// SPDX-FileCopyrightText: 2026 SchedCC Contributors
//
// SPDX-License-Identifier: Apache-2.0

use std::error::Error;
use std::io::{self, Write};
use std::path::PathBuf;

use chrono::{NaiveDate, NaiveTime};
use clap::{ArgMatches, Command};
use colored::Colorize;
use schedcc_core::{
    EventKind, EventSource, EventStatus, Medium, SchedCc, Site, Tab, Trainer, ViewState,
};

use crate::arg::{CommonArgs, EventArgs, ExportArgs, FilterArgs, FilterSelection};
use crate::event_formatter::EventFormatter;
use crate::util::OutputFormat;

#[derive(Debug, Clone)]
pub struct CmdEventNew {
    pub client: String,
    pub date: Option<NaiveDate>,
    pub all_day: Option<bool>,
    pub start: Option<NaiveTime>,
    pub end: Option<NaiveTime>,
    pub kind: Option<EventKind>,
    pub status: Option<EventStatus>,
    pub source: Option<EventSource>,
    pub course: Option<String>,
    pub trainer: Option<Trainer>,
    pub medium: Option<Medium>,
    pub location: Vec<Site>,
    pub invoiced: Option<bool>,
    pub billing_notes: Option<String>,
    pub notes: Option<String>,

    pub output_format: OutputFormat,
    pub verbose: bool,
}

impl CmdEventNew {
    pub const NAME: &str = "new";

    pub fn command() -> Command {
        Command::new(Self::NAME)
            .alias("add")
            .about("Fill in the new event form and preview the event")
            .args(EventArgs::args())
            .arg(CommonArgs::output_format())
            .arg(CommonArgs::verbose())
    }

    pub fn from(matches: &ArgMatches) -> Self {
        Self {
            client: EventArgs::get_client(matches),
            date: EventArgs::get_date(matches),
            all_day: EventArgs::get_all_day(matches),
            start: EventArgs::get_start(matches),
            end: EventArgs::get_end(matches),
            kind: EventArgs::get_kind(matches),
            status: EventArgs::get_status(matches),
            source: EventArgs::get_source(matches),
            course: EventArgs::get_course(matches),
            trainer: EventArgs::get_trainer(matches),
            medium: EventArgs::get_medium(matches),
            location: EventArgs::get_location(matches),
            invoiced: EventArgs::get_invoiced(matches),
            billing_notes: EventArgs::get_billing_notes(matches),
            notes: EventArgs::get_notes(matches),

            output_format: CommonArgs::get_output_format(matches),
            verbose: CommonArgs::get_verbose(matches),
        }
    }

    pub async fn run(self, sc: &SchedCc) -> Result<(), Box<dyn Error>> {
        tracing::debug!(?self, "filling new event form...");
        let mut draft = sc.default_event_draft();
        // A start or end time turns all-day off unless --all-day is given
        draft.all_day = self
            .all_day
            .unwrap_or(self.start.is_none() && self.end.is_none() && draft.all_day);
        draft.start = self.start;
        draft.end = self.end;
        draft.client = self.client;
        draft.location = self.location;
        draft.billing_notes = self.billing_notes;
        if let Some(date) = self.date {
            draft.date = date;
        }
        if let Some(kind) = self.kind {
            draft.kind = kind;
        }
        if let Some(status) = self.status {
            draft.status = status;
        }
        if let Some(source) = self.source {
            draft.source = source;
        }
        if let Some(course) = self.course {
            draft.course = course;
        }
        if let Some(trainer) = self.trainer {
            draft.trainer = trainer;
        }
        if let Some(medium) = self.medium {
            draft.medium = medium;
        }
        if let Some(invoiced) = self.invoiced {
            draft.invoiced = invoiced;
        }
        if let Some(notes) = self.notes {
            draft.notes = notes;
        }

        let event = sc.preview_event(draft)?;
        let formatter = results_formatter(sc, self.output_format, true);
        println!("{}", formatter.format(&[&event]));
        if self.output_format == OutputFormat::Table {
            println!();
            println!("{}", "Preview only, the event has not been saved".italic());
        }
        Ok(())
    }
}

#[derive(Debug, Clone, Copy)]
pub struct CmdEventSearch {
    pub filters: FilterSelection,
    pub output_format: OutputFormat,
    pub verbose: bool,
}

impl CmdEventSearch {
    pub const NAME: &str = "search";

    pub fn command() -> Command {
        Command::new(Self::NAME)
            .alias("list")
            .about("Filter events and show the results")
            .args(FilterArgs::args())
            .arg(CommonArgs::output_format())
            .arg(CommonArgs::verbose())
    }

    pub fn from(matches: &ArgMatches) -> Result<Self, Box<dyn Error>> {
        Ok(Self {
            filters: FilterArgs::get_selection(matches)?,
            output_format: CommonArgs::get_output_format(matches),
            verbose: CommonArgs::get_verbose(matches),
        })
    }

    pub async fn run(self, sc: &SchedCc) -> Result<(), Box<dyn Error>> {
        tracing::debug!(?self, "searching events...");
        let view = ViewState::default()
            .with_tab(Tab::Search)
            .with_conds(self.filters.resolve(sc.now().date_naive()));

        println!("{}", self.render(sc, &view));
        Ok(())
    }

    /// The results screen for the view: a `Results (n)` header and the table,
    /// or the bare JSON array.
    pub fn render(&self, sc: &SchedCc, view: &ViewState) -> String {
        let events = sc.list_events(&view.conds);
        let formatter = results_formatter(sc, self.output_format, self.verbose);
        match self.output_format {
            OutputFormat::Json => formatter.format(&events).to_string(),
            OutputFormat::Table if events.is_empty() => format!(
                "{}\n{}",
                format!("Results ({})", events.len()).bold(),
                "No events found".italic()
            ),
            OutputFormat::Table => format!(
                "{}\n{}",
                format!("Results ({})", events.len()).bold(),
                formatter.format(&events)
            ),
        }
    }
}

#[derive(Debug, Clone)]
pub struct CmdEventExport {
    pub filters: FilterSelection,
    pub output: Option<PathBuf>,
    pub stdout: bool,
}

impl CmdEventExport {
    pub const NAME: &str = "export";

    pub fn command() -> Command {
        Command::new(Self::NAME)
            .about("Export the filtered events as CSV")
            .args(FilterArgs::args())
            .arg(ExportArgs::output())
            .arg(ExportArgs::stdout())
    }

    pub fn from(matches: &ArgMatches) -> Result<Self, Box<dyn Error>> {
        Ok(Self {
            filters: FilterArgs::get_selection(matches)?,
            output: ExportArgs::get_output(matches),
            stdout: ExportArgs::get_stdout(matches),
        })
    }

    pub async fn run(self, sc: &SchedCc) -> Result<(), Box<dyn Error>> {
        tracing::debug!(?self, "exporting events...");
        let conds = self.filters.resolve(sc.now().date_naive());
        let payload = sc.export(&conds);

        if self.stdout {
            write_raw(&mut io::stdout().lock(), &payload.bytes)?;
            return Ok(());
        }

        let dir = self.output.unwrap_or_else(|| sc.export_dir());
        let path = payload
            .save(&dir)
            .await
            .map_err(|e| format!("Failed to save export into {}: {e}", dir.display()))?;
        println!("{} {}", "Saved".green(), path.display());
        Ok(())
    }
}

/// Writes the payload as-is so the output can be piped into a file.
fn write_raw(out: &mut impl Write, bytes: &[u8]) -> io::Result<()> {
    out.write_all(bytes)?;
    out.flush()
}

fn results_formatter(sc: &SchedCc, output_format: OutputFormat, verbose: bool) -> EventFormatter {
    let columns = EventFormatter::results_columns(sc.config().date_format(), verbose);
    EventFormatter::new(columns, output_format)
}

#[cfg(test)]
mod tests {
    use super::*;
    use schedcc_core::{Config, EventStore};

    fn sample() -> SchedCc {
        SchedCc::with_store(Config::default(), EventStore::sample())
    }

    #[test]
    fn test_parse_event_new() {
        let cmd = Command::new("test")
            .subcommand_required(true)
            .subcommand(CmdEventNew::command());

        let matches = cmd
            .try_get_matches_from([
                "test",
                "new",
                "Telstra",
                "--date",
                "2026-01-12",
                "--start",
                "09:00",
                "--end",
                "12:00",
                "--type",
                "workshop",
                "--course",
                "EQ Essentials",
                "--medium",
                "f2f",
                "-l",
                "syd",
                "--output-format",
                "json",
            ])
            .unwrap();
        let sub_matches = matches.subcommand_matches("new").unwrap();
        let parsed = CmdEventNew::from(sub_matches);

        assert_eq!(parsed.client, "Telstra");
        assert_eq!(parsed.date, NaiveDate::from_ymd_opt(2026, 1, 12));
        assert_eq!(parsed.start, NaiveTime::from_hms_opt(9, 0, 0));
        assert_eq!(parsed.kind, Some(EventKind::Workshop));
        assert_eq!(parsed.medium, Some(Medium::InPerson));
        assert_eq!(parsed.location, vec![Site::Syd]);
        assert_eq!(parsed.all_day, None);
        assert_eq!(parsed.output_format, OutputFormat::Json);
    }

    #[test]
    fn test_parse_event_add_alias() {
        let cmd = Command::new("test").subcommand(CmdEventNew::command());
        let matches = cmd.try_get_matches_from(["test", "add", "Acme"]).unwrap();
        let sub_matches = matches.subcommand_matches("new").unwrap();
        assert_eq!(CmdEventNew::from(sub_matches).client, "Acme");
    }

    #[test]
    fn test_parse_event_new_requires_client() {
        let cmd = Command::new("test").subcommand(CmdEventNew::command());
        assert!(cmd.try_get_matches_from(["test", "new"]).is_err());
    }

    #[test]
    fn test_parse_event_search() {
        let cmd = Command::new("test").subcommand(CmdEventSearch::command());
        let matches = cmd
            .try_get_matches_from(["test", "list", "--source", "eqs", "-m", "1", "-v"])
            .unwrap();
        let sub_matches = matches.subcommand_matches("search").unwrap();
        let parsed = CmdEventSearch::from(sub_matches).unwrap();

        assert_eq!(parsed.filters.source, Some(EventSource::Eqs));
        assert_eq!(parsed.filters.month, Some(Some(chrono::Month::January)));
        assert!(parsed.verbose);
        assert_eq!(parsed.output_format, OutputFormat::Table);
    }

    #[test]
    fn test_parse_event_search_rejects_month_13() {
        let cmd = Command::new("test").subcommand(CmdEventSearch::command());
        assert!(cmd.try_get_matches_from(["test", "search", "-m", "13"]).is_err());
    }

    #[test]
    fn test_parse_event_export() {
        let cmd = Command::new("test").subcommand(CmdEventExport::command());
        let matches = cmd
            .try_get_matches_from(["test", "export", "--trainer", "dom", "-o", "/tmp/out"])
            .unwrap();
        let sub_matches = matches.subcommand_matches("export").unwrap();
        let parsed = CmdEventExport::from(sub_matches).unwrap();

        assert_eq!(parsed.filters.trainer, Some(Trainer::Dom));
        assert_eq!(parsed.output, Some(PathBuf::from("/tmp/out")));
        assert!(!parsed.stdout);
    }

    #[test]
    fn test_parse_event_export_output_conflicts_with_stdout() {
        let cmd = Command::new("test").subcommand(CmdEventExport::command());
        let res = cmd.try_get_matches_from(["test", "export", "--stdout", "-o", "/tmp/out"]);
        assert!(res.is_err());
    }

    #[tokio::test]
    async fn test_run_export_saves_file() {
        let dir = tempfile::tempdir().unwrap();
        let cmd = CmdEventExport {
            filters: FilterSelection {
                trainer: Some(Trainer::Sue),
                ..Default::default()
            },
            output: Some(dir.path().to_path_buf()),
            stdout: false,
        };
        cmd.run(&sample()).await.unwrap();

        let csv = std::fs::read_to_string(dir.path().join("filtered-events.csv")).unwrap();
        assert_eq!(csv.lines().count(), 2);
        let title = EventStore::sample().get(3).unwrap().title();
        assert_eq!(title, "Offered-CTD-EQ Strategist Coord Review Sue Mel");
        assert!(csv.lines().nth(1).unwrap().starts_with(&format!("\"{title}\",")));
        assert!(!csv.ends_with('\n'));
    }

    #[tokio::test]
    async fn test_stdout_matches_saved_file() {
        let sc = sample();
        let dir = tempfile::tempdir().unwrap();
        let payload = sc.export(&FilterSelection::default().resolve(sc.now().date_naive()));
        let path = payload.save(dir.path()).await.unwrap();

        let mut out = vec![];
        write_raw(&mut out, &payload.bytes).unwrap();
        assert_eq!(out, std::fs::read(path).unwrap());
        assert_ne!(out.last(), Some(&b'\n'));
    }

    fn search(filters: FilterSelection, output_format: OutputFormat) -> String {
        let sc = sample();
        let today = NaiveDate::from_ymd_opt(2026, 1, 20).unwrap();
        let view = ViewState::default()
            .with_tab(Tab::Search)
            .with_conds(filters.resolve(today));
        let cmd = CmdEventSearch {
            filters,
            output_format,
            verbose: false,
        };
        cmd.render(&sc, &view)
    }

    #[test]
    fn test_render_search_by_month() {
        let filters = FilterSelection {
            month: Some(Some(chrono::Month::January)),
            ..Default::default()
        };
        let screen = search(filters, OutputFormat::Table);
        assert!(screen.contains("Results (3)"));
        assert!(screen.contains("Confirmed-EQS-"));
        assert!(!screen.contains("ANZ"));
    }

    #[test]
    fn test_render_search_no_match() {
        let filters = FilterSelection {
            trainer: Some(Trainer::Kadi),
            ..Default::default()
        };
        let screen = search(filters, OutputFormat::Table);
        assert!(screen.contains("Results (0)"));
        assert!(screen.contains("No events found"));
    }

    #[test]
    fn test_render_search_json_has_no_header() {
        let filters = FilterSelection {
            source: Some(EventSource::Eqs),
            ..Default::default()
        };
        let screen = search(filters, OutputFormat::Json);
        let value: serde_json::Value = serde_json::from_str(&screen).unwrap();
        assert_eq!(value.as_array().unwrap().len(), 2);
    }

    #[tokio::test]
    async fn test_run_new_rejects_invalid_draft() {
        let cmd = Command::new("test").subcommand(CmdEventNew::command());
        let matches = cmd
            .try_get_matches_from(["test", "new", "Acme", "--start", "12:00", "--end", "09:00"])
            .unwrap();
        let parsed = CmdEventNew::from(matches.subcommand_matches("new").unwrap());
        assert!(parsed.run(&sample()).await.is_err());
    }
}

----------------

> **What you are asked to do**
Begin at the top of the records above and quote each line exactly, ending with the line that contains "use crate::event_formatter::EventFormatter;".

> **Written solution**
// SPDX-FileCopyrightText: 2026 SchedCC Contributors
//
// SPDX-License-Identifier: Apache-2.0

use std::error::Error;
use std::io::{self, Write};
use std::path::PathBuf;

use chrono::{NaiveDate, NaiveTime};
use clap::{ArgMatches, Command};
use colored::Colorize;
use schedcc_core::{
    EventKind, EventSource, EventStatus, Medium, SchedCc, Site, Tab, Trainer, ViewState,
};

use crate::arg::{CommonArgs, EventArgs, ExportArgs, FilterArgs, FilterSelection};
use crate::event_formatter::EventFormatter;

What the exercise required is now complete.